**Task to carry out**: Your answer should be the exact lines of the data below from the one containing "let jane = NewPassenger" through the one containing "let first = store"; please include nothing else.

§ §

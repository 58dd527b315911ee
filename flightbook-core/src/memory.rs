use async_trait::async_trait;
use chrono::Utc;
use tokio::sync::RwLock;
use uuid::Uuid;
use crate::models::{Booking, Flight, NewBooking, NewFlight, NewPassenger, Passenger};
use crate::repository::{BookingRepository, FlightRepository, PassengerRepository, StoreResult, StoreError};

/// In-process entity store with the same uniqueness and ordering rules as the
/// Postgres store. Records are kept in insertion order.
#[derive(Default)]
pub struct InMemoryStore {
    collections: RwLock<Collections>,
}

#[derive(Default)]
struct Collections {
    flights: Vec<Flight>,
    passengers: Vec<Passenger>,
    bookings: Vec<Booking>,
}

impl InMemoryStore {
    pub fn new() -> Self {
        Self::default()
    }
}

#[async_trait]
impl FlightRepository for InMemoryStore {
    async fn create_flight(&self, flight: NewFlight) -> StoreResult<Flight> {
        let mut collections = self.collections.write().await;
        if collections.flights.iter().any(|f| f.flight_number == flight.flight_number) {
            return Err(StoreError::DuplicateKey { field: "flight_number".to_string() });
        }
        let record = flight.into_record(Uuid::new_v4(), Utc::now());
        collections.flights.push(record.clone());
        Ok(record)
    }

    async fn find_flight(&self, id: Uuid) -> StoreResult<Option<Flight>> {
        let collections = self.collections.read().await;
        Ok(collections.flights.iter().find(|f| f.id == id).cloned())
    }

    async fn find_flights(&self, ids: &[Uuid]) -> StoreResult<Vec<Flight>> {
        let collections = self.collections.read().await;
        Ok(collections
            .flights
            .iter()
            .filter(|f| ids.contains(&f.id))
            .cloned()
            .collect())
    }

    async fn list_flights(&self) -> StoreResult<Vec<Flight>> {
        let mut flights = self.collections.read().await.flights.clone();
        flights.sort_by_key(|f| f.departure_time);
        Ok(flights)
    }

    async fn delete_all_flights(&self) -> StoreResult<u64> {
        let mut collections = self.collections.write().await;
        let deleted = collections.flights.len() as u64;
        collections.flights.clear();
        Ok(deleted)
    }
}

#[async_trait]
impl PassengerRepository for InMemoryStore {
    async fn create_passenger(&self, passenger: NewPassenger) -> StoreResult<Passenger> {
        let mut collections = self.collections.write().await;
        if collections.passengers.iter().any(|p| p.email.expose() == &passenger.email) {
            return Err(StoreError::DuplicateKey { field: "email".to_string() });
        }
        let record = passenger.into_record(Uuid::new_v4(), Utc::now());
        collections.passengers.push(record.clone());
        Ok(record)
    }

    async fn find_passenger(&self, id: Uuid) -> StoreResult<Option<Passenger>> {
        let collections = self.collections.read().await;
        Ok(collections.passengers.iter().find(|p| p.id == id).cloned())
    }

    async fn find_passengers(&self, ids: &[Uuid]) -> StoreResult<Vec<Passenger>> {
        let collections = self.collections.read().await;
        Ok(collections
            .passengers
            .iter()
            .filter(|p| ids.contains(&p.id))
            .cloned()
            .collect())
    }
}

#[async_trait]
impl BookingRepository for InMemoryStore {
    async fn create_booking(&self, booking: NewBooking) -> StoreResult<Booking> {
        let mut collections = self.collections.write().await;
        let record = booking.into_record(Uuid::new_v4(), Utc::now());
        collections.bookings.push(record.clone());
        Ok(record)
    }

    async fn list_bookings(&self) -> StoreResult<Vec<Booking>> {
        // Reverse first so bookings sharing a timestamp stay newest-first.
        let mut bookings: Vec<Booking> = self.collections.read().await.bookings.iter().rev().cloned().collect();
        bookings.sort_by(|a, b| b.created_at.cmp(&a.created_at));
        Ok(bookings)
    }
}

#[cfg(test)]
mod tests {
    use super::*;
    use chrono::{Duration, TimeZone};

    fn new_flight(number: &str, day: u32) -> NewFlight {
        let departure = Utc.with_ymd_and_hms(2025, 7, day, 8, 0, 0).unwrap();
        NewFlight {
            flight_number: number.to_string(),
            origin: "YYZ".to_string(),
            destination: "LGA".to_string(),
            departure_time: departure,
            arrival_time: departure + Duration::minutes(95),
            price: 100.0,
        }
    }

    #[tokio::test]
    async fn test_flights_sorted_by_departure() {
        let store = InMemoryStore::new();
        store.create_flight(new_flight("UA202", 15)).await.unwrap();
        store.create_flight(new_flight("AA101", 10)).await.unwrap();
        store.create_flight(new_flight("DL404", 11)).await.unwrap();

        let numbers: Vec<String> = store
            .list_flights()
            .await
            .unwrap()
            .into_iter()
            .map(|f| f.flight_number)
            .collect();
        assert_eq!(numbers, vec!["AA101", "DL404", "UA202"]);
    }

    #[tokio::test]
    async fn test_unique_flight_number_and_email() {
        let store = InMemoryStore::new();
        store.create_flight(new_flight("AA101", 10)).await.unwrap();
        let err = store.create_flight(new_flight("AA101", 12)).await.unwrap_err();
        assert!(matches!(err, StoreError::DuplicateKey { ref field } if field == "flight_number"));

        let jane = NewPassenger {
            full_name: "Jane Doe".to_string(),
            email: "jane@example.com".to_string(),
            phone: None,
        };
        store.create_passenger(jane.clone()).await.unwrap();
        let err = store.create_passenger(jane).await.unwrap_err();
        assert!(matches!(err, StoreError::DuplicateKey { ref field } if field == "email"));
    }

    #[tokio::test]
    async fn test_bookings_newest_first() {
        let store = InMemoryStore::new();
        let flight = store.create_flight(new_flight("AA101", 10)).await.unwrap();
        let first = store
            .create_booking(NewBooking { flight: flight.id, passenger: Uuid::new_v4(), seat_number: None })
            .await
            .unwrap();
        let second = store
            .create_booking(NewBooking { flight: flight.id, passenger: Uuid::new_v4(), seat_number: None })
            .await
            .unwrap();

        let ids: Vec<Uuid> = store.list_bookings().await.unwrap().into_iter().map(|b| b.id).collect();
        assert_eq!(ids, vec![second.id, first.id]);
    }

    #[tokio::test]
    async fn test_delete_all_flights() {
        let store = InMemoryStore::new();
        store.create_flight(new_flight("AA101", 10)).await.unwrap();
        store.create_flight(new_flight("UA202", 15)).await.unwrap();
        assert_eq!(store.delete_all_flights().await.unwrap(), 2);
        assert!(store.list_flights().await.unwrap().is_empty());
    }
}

§ §

**Result of this task**:
        let jane = NewPassenger {
            full_name: "Jane Doe".to_string(),
            email: "jane@example.com".to_string(),
            phone: None,
        };
        store.create_passenger(jane.clone()).await.unwrap();
        let err = store.create_passenger(jane).await.unwrap_err();
        assert!(matches!(err, StoreError::DuplicateKey { ref field } if field == "email"));
    }

    #[tokio::test]
    async fn test_bookings_newest_first() {
        let store = InMemoryStore::new();
        let flight = store.create_flight(new_flight("AA101", 10)).await.unwrap();
        let first = store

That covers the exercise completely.